— Requirement —
Using the records below, filter for lines that contain the string "index" and copy them out.

===== Stored data =====

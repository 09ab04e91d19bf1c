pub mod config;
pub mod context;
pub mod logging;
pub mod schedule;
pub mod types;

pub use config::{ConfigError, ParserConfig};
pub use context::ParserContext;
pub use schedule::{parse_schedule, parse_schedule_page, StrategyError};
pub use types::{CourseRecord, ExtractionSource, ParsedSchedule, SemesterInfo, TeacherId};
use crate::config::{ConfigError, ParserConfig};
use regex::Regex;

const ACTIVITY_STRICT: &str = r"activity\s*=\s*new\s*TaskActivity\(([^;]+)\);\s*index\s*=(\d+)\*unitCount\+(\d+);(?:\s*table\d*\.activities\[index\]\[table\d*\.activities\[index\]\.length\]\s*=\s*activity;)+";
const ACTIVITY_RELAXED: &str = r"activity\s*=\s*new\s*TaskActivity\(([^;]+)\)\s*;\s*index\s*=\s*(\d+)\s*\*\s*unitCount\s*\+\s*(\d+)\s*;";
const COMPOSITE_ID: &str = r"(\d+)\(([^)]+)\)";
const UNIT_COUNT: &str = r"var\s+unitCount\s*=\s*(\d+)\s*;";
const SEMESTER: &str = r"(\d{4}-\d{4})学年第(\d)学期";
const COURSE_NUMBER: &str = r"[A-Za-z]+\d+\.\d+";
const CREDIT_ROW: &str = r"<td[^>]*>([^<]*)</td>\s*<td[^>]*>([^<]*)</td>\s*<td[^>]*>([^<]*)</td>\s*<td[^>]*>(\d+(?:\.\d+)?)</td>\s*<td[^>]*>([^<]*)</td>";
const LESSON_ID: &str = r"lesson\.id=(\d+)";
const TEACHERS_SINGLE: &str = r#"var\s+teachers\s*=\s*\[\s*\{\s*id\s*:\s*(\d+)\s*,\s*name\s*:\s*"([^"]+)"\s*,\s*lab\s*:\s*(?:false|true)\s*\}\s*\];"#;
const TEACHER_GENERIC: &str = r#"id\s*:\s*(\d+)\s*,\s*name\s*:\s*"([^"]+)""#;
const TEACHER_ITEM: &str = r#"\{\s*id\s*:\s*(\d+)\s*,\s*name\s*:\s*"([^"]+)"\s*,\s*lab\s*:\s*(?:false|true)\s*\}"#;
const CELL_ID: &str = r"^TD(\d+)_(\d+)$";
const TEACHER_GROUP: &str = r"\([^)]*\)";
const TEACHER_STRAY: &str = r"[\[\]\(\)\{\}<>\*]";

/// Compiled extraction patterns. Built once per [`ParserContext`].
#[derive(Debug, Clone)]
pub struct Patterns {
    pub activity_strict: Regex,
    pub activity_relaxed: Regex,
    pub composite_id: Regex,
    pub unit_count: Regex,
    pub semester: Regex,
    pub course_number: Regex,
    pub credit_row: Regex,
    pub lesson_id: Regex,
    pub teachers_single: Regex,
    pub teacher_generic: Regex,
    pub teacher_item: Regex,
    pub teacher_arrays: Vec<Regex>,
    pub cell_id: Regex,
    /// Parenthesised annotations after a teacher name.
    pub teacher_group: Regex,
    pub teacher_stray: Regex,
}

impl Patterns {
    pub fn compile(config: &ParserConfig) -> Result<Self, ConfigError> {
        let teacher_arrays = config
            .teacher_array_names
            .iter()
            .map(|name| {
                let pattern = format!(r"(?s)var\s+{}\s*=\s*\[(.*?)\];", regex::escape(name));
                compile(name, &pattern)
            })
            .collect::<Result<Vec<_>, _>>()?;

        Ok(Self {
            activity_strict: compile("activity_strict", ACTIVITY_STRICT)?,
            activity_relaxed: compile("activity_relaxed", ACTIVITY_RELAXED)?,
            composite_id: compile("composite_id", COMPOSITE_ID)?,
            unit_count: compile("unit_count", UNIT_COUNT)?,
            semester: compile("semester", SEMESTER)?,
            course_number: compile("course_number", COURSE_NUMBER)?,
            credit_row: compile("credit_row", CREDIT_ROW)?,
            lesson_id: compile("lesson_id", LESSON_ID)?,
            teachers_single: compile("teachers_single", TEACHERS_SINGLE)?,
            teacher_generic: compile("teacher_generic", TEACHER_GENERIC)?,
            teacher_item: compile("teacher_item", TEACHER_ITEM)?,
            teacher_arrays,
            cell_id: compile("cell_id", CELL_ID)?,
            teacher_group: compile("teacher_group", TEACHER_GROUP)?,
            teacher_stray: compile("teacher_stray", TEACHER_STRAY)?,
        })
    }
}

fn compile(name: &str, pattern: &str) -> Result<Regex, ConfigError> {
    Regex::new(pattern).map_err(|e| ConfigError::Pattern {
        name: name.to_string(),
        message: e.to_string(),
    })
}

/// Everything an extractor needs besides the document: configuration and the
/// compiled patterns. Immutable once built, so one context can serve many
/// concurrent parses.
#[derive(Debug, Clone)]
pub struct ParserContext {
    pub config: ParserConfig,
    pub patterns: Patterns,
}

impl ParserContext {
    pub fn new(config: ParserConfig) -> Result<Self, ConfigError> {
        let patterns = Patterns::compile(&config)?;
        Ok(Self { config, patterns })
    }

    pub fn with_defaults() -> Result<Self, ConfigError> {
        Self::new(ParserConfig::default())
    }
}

=====
===== Stored data =====

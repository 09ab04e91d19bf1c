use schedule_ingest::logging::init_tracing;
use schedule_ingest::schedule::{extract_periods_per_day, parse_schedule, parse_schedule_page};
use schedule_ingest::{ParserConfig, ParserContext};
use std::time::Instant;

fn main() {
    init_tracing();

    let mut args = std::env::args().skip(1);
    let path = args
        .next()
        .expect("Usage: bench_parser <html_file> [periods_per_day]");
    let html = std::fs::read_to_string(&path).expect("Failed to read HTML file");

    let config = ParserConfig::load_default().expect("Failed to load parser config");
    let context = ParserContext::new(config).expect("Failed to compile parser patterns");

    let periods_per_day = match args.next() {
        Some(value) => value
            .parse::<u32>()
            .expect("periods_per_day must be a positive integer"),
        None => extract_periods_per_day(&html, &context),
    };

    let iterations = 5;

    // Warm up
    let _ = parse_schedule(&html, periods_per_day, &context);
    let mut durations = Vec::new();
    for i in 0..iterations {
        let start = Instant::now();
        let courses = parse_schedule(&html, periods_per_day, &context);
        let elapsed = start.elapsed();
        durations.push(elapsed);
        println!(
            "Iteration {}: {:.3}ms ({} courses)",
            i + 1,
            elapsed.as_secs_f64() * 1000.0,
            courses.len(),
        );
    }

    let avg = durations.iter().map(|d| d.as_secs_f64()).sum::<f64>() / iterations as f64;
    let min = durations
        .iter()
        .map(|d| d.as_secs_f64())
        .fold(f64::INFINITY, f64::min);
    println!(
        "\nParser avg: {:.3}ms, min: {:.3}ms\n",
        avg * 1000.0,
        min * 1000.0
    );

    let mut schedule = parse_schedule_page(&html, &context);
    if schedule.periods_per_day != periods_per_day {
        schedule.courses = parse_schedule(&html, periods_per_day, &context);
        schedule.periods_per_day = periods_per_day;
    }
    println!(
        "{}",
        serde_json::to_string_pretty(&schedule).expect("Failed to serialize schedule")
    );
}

=====

— Answer space —
const ACTIVITY_STRICT: &str = r"activity\s*=\s*new\s*TaskActivity\(([^;]+)\);\s*index\s*=(\d+)\*unitCount\+(\d+);(?:\s*table\d*\.activities\[index\]\[table\d*\.activities\[index\]\.length\]\s*=\s*activity;)+";
const ACTIVITY_RELAXED: &str = r"activity\s*=\s*new\s*TaskActivity\(([^;]+)\)\s*;\s*index\s*=\s*(\d+)\s*\*\s*unitCount\s*\+\s*(\d+)\s*;";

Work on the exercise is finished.